The Mullen Building’s street façades and side elevations are clad with the same unique masonry ornament, but the adjacent structure’s window piers also pay homage to the Art Deco masterpiece.  The adjacent structure, which is to the southwest of the Mullen Building, is partially visible in the photo below, just above the glass skywalk.


The adjacent building, which appears to be a mechanical annex of the main St.

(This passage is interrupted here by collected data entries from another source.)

//! Git checkout operations.
//!
//! Queries (HEAD, status, ancestry, branch, remotes) go through `git2`.
//! Anything that talks to the network or rewrites the work tree shells out
//! to the `git` binary through a [`CommandRunner`].

use std::path::Path;

use git2::{ErrorCode, Oid, Repository, Status, StatusOptions};
use tracing::{debug, info, instrument};

use super::{Remote, VersionControl};
use crate::errors::{VcsError, VcsOp};
use crate::runner::{CommandRunner, ProcessRunner};

/// [`VersionControl`] over real git checkouts.
#[derive(Debug, Clone, Default)]
pub struct GitCli<R = ProcessRunner> {
    runner: R,
}

impl GitCli<ProcessRunner> {
    pub fn new() -> Self {
        Self { runner: ProcessRunner }
    }
}

impl<R: CommandRunner> GitCli<R> {
    pub fn with_runner(runner: R) -> Self {
        Self { runner }
    }

    fn open(&self, path: &Path) -> Result<Repository, VcsError> {
        Repository::open(path).map_err(|_| VcsError::NotACheckout(path.display().to_string()))
    }

    fn git(&self, op: VcsOp, path: &Path, args: &[&str]) -> Result<String, VcsError> {
        self.runner
            .run(path, "git", args)
            .map_err(|e| VcsError::failed(op, path, e))
    }

    /// Work-tree status entries as `(path, status)` pairs.
    fn status_entries(&self, path: &Path) -> Result<Vec<(String, Status)>, VcsError> {
        let repo = self.open(path)?;
        let mut opts = StatusOptions::new();
        opts.include_untracked(true)
            .recurse_untracked_dirs(true)
            .include_ignored(false)
            .exclude_submodules(true);
        let statuses = repo
            .statuses(Some(&mut opts))
            .map_err(|e| VcsError::failed(VcsOp::Status, path, e))?;

        let mut entries = Vec::new();
        for entry in statuses.iter() {
            if let Some(file) = entry.path() {
                entries.push((file.to_string(), entry.status()));
            }
        }
        Ok(entries)
    }
}

fn is_deleted(status: Status) -> bool {
    status.intersects(Status::WT_DELETED | Status::INDEX_DELETED)
}

fn is_changed(status: Status) -> bool {
    status.intersects(
        Status::WT_NEW
            | Status::WT_MODIFIED
            | Status::WT_TYPECHANGE
            | Status::WT_RENAMED
            | Status::INDEX_NEW
            | Status::INDEX_MODIFIED
            | Status::INDEX_RENAMED
            | Status::INDEX_TYPECHANGE,
    )
}

impl<R: CommandRunner> VersionControl for GitCli<R> {
    fn latest_commit(&self, path: &Path) -> Result<String, VcsError> {
        let repo = self.open(path)?;
        let commit = repo
            .head()
            .and_then(|head| head.peel_to_commit())
            .map_err(|e| VcsError::failed(VcsOp::LatestCommit, path, e))?;
        Ok(commit.id().to_string())
    }

    fn changed_files(&self, path: &Path) -> Result<Vec<String>, VcsError> {
        let entries = self.status_entries(path)?;
        let files: Vec<String> = entries
            .into_iter()
            .filter(|(_, status)| is_changed(*status) && !is_deleted(*status))
            .map(|(file, _)| file)
            .collect();
        debug!(path = %path.display(), count = files.len(), "listed changed files");
        Ok(files)
    }

    fn deleted_files(&self, path: &Path) -> Result<Vec<String>, VcsError> {
        let entries = self.status_entries(path)?;
        Ok(entries
            .into_iter()
            .filter(|(_, status)| is_deleted(*status))
            .map(|(file, _)| file)
            .collect())
    }

    #[instrument(skip(self), fields(path = %path.display()))]
    fn determine_ancestor(
        &self,
        path: &Path,
        a: &str,
        b: &str,
    ) -> Result<Option<String>, VcsError> {
        let repo = self.open(path)?;
        let resolve = |sha: &str| -> Option<Oid> {
            let oid = Oid::from_str(sha).ok()?;
            repo.find_commit(oid).ok().map(|c| c.id())
        };
        // A commit we do not have cannot be placed in this history.
        let (Some(oid_a), Some(oid_b)) = (resolve(a), resolve(b)) else {
            debug!("commit missing from checkout, treating as unrelated");
            return Ok(None);
        };
        if oid_a == oid_b {
            return Ok(Some(a.to_string()));
        }

        let descends = |x: Oid, y: Oid| {
            repo.graph_descendant_of(x, y)
                .map_err(|e| VcsError::failed(VcsOp::Ancestry, path, e))
        };
        if descends(oid_a, oid_b)? {
            Ok(Some(a.to_string()))
        } else if descends(oid_b, oid_a)? {
            Ok(Some(b.to_string()))
        } else {
            Ok(None)
        }
    }

    fn current_branch(&self, path: &Path) -> Result<Option<String>, VcsError> {
        let repo = self.open(path)?;
        let detached = repo
            .head_detached()
            .map_err(|e| VcsError::failed(VcsOp::Branch, path, e))?;
        if detached {
            return Ok(None);
        }
        let head = repo
            .head()
            .map_err(|e| VcsError::failed(VcsOp::Branch, path, e))?;
        Ok(head.shorthand().map(str::to_string))
    }

    fn remotes(&self, path: &Path) -> Result<Vec<Remote>, VcsError> {
        let repo = self.open(path)?;
        let names = repo
            .remotes()
            .map_err(|e| VcsError::failed(VcsOp::Remote, path, e))?;
        let mut remotes = Vec::new();
        for name in names.iter().flatten() {
            let remote = repo
                .find_remote(name)
                .map_err(|e| VcsError::failed(VcsOp::Remote, path, e))?;
            remotes.push(Remote::new(name, remote.url().unwrap_or_default()));
        }
        Ok(remotes)
    }

    fn remote(&self, path: &Path, name: &str) -> Result<Option<Remote>, VcsError> {
        let repo = self.open(path)?;
        let result = match repo.find_remote(name) {
            Ok(remote) => Ok(Some(Remote::new(name, remote.url().unwrap_or_default()))),
            Err(e) if e.code() == ErrorCode::NotFound => Ok(None),
            Err(e) => Err(VcsError::failed(VcsOp::Remote, path, e)),
        };
        result
    }

    fn add_remote(&self, path: &Path, name: &str, url: &str) -> Result<(), VcsError> {
        let repo = self.open(path)?;
        repo.remote(name, url)
            .map_err(|e| VcsError::failed(VcsOp::Remote, path, e))?;
        info!(path = %path.display(), name, url, "added remote");
        Ok(())
    }

    fn remove_remote(&self, path: &Path, name: &str) -> Result<bool, VcsError> {
        let repo = self.open(path)?;
        match repo.remote_delete(name) {
            Ok(()) => {
                debug!(path = %path.display(), name, "removed remote");
                Ok(true)
            }
            Err(e) if e.code() == ErrorCode::NotFound => Ok(false),
            Err(e) => Err(VcsError::failed(VcsOp::Remote, path, e)),
        }
    }

    fn rename_remote(&self, path: &Path, old: &str, new: &str) -> Result<(), VcsError> {
        let repo = self.open(path)?;
        repo.remote_rename(old, new)
            .map_err(|e| VcsError::failed(VcsOp::Remote, path, e))?;
        Ok(())
    }

    #[instrument(skip(self), fields(path = %path.display()))]
    fn checkout(&self, path: &Path, refname: &str) -> Result<(), VcsError> {
        self.git(VcsOp::Checkout, path, &["checkout", refname])?;
        Ok(())
    }

    #[instrument(skip(self), fields(path = %path.display()))]
    fn fetch(&self, path: &Path, remote: &str) -> Result<(), VcsError> {
        self.git(VcsOp::Fetch, path, &["fetch", remote])?;
        Ok(())
    }

    #[instrument(skip(self), fields(path = %path.display()))]
    fn pull(&self, path: &Path, remote: &str, branch: &str) -> Result<(), VcsError> {
        info!(remote, branch, "pulling");
        self.git(VcsOp::Pull, path, &["pull", remote, branch])?;
        Ok(())
    }

    fn discard_changes(&self, path: &Path) -> Result<(), VcsError> {
        self.git(VcsOp::Discard, path, &["checkout", "--", "."])?;
        Ok(())
    }

    #[instrument(skip(self), fields(parent = %parent.display()))]
    fn add_submodule(&self, parent: &Path, url: &str, sub_path: &Path) -> Result<(), VcsError> {
        let sub = sub_path.to_string_lossy();
        info!(url, path = %sub, "adding submodule");
        self.git(
            VcsOp::Submodule,
            parent,
            &["submodule", "add", "--force", url, sub.as_ref()],
        )?;
        Ok(())
    }

    fn submodule_update(&self, path: &Path, init: bool, recursive: bool) -> Result<(), VcsError> {
        let mut args = vec!["submodule", "update"];
        if init {
            args.push("--init");
        }
        if recursive {
            args.push("--recursive");
        }
        self.git(VcsOp::Submodule, path, &args)?;
        Ok(())
    }

    #[instrument(skip(self), fields(parent = %parent.display()))]
    fn remove_submodule(&self, parent: &Path, sub_path: &Path) -> Result<(), VcsError> {
        let sub = sub_path.to_string_lossy();
        info!(path = %sub, "removing submodule");
        self.git(
            VcsOp::Submodule,
            parent,
            &["submodule", "deinit", "--force", "--", sub.as_ref()],
        )?;
        self.git(VcsOp::Submodule, parent, &["rm", "--force", "--", sub.as_ref()])?;
        Ok(())
    }

    fn has_changes(&self, path: &Path) -> Result<bool, VcsError> {
        Ok(!self.status_entries(path)?.is_empty())
    }
}

#[cfg(test)]
mod tests {
    use super::*;
    use git2::Signature;

    fn commit_all(repo: &Repository, message: &str) -> Oid {
        let mut index = repo.index().unwrap();
        index
            .add_all(["*"].iter(), git2::IndexAddOption::DEFAULT, None)
            .unwrap();
        index.update_all(["*"].iter(), None).unwrap();
        index.write().unwrap();
        let tree = repo.find_tree(index.write_tree().unwrap()).unwrap();
        let sig = Signature::now("Test", "test@test.com").unwrap();
        let parent = repo.head().ok().map(|h| h.peel_to_commit().unwrap());
        let parents: Vec<&git2::Commit> = parent.iter().collect();
        repo.commit(Some("HEAD"), &sig, &sig, message, &tree, &parents)
            .unwrap()
    }

    fn sorted(mut v: Vec<String>) -> Vec<String> {
        v.sort();
        v
    }

    #[test]
    fn test_latest_commit() {
        let dir = tempfile::tempdir().unwrap();
        let repo = Repository::init(dir.path()).unwrap();
        std::fs::write(dir.path().join("a.txt"), "a").unwrap();
        let oid = commit_all(&repo, "init");

        let git = GitCli::new();
        assert_eq!(git.latest_commit(dir.path()).unwrap(), oid.to_string());
    }

    #[test]
    fn test_latest_commit_not_a_checkout() {
        let dir = tempfile::tempdir().unwrap();
        let result = GitCli::new().latest_commit(&dir.path().join("missing"));
        assert!(matches!(result, Err(VcsError::NotACheckout(_))));
    }

    #[test]
    fn test_changed_and_deleted_files() {
        let dir = tempfile::tempdir().unwrap();
        let repo = Repository::init(dir.path()).unwrap();
        std::fs::write(dir.path().join(".gitignore"), "*.log\n").unwrap();
        std::fs::write(dir.path().join("a.txt"), "a").unwrap();
        std::fs::write(dir.path().join("b.txt"), "b").unwrap();
        commit_all(&repo, "init");

        std::fs::write(dir.path().join("a.txt"), "a2").unwrap();
        std::fs::remove_file(dir.path().join("b.txt")).unwrap();
        std::fs::create_dir(dir.path().join("src")).unwrap();
        std::fs::write(dir.path().join("src/c.txt"), "c").unwrap();
        std::fs::write(dir.path().join("debug.log"), "noise").unwrap();

        let git = GitCli::new();
        assert_eq!(
            sorted(git.changed_files(dir.path()).unwrap()),
            vec!["a.txt", "src/c.txt"]
        );
        assert_eq!(git.deleted_files(dir.path()).unwrap(), vec!["b.txt"]);
        assert!(git.has_changes(dir.path()).unwrap());
    }

    #[test]
    fn test_has_changes_clean_tree() {
        let dir = tempfile::tempdir().unwrap();
        let repo = Repository::init(dir.path()).unwrap();
        std::fs::write(dir.path().join(".gitignore"), "*.log\n").unwrap();
        std::fs::write(dir.path().join("a.txt"), "a").unwrap();
        commit_all(&repo, "init");

        let git = GitCli::new();
        std::fs::write(dir.path().join("debug.log"), "noise").unwrap();
        assert!(!git.has_changes(dir.path()).unwrap());

        std::fs::write(dir.path().join("new.txt"), "n").unwrap();
        assert!(git.has_changes(dir.path()).unwrap());
    }

    #[test]
    fn test_determine_ancestor() {
        let dir = tempfile::tempdir().unwrap();
        let repo = Repository::init(dir.path()).unwrap();
        std::fs::write(dir.path().join("f.txt"), "1").unwrap();
        let x = commit_all(&repo, "x");
        std::fs::write(dir.path().join("f.txt"), "2").unwrap();
        let y = commit_all(&repo, "y");

        // A sibling of y that branches off x without moving HEAD.
        let sig = Signature::now("Test", "test@test.com").unwrap();
        let x_commit = repo.find_commit(x).unwrap();
        let z = repo
            .commit(None, &sig, &sig, "z", &x_commit.tree().unwrap(), &[&x_commit])
            .unwrap();

        let git = GitCli::new();
        let (x, y, z) = (x.to_string(), y.to_string(), z.to_string());
        assert_eq!(git.determine_ancestor(dir.path(), &y, &x).unwrap(), Some(y.clone()));
        assert_eq!(git.determine_ancestor(dir.path(), &x, &y).unwrap(), Some(y.clone()));
        assert_eq!(git.determine_ancestor(dir.path(), &y, &z).unwrap(), None);
        assert_eq!(
            git.determine_ancestor(dir.path(), &y, "0123456789012345678901234567890123456789")
                .unwrap(),
            None
        );
    }

    #[test]
    fn test_current_branch_and_detached_head() {
        let dir = tempfile::tempdir().unwrap();
        let repo = Repository::init(dir.path()).unwrap();
        std::fs::write(dir.path().join("f.txt"), "1").unwrap();
        let oid = commit_all(&repo, "init");

        let git = GitCli::new();
        assert!(git.current_branch(dir.path()).unwrap().is_some());

        repo.set_head_detached(oid).unwrap();
        assert_eq!(git.current_branch(dir.path()).unwrap(), None);
    }

    #[test]
    fn test_remote_crud() {
        let dir = tempfile::tempdir().unwrap();
        Repository::init(dir.path()).unwrap();
        let git = GitCli::new();

        assert_eq!(git.remote(dir.path(), "origin").unwrap(), None);
        git.add_remote(dir.path(), "origin", "https://example.com/org/dep.git")
            .unwrap();
        git.add_remote(dir.path(), "fork", "/work/org/dep.git").unwrap();
        assert_eq!(
            git.remote(dir.path(), "origin").unwrap(),
            Some(Remote::new("origin", "https://example.com/org/dep.git"))
        );
        assert_eq!(git.remotes(dir.path()).unwrap().len(), 2);

        git.rename_remote(dir.path(), "fork", "mirror").unwrap();
        assert!(git.remote(dir.path(), "fork").unwrap().is_none());
        assert!(git.remote(dir.path(), "mirror").unwrap().is_some());

        assert!(git.remove_remote(dir.path(), "mirror").unwrap());
        assert!(!git.remove_remote(dir.path(), "mirror").unwrap());
    }
}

Joseph’s Hospital structure, has a red-brick body with decorative spandrels, sills and parapets executed in rough textured, maroon brick.  Although it’s certainly not as interesting as the Mullen Building, it is nice to see that the architect of the addition paid homage to Buell’s masterpiece.


State Capitol Annex

The State Capitol Annex is one of my favorite buildings in the Civic Center.


Funded by the federal Public Works Administration (PWA) and the Works Progress Administration (WPA), the Capitol Annex was completed in 1939 as an addition to the 1894 Capitol Building located across 14th Avenue.  According to the National Register nomination [PDF], the Annex and adjacent Boiler Plant were designed by a group of architects known as the Associated Architects for the Colorado State Capitol Annex Building, led by G. Meredith Musick [PDF], a well-known and prolific Denver architect.  Other architects in the group included Arthur A. Fisher, Sidney G. Frazier, F.E. Mountjoy, C. Francis Pillsbury and Charles E. Thomas.  Several of these architects went on to collaborate on other projects as the local economy began to improve in the 1940s.  The general contractor, the F.E. Kirchhof Construction Company, was also prolific in the early part of the twentieth century.


This majestic building is like a recipe book of Art Deco features: setbacks, curved corners, windows stacked in vertical piers, and stylized ornament carved in low relief.